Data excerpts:

━━━

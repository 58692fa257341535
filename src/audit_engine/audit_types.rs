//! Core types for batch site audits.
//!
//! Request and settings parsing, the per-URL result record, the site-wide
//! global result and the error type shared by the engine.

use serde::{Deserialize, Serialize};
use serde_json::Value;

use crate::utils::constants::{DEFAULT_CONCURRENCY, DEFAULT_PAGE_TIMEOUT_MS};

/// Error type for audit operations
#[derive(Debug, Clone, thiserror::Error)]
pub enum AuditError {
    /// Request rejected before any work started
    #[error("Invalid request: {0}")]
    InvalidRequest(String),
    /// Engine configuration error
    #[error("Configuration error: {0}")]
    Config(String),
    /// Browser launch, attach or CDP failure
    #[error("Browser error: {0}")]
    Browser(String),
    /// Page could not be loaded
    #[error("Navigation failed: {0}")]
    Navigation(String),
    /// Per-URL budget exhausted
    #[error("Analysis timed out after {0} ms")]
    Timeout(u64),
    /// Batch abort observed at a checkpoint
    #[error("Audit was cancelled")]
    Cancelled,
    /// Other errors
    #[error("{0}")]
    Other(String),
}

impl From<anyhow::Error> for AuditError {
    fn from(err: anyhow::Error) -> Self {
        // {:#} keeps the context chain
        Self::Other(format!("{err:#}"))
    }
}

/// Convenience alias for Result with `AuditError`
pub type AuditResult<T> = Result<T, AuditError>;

━━━

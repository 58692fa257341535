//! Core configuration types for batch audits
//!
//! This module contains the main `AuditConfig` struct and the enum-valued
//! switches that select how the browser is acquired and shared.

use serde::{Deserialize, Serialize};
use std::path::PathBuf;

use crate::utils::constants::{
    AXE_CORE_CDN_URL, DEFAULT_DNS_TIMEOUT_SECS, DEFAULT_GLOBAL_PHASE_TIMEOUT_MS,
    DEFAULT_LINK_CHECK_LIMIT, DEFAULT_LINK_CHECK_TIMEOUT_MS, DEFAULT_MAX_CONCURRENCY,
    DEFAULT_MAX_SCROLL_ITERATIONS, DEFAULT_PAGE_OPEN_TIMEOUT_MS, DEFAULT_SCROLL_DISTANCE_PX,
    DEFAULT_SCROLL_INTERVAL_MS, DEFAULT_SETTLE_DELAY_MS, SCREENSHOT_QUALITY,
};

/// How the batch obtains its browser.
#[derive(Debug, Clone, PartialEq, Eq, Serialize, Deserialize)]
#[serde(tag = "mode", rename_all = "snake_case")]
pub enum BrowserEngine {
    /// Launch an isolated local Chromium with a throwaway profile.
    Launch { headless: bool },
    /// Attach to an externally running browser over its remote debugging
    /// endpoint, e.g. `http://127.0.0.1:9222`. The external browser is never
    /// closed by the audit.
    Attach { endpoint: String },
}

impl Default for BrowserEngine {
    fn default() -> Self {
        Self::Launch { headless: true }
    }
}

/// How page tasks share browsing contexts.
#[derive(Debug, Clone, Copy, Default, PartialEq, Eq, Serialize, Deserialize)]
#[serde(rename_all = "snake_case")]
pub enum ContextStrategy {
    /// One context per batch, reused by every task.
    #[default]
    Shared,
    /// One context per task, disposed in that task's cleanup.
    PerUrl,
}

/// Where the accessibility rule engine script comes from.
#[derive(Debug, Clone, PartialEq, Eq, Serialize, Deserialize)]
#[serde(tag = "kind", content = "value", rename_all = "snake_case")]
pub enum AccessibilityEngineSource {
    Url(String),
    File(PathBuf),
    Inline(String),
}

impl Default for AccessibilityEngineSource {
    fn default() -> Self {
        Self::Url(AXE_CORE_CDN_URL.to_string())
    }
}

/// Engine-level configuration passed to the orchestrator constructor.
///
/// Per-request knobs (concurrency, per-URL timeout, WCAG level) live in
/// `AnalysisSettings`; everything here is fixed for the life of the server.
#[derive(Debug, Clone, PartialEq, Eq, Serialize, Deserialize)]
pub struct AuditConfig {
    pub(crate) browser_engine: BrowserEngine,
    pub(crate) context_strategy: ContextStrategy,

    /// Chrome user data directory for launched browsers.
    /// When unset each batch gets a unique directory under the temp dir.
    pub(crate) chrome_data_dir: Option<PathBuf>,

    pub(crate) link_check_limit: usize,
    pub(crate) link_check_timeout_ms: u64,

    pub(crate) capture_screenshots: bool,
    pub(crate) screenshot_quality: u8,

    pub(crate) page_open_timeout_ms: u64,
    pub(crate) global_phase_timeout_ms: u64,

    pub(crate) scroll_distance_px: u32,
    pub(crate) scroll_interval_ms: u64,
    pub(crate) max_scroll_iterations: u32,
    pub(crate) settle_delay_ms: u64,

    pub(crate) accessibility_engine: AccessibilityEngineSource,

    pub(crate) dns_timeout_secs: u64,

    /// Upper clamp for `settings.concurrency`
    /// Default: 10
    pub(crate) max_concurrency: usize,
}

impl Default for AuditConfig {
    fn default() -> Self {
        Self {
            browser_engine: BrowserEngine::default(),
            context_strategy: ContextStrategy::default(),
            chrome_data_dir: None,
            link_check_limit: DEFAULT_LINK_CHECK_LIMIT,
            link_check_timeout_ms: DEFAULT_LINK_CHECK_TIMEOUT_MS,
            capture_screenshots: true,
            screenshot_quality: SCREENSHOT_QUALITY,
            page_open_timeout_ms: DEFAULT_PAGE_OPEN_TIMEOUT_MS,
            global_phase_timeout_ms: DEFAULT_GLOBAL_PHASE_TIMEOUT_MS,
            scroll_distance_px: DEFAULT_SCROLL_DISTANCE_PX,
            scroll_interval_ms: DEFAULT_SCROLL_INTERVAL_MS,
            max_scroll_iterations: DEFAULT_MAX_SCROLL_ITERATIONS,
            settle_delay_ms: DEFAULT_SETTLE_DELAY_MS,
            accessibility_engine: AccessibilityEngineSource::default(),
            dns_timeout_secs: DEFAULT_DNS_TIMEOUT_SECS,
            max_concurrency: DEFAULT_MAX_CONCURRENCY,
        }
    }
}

━━━

**WHAT IS BEING ASKED:** Starting at the line that has "fn from(err: anyhow::Error)" and ending at the line that has "pub type AuditResult<T>", please write out the lines above exactly, leaving out all others.

**ANSWER BELOW:**
    fn from(err: anyhow::Error) -> Self {
        // {:#} keeps the context chain
        Self::Other(format!("{err:#}"))
    }
}

/// Convenience alias for Result with `AuditError`
pub type AuditResult<T> = Result<T, AuditError>;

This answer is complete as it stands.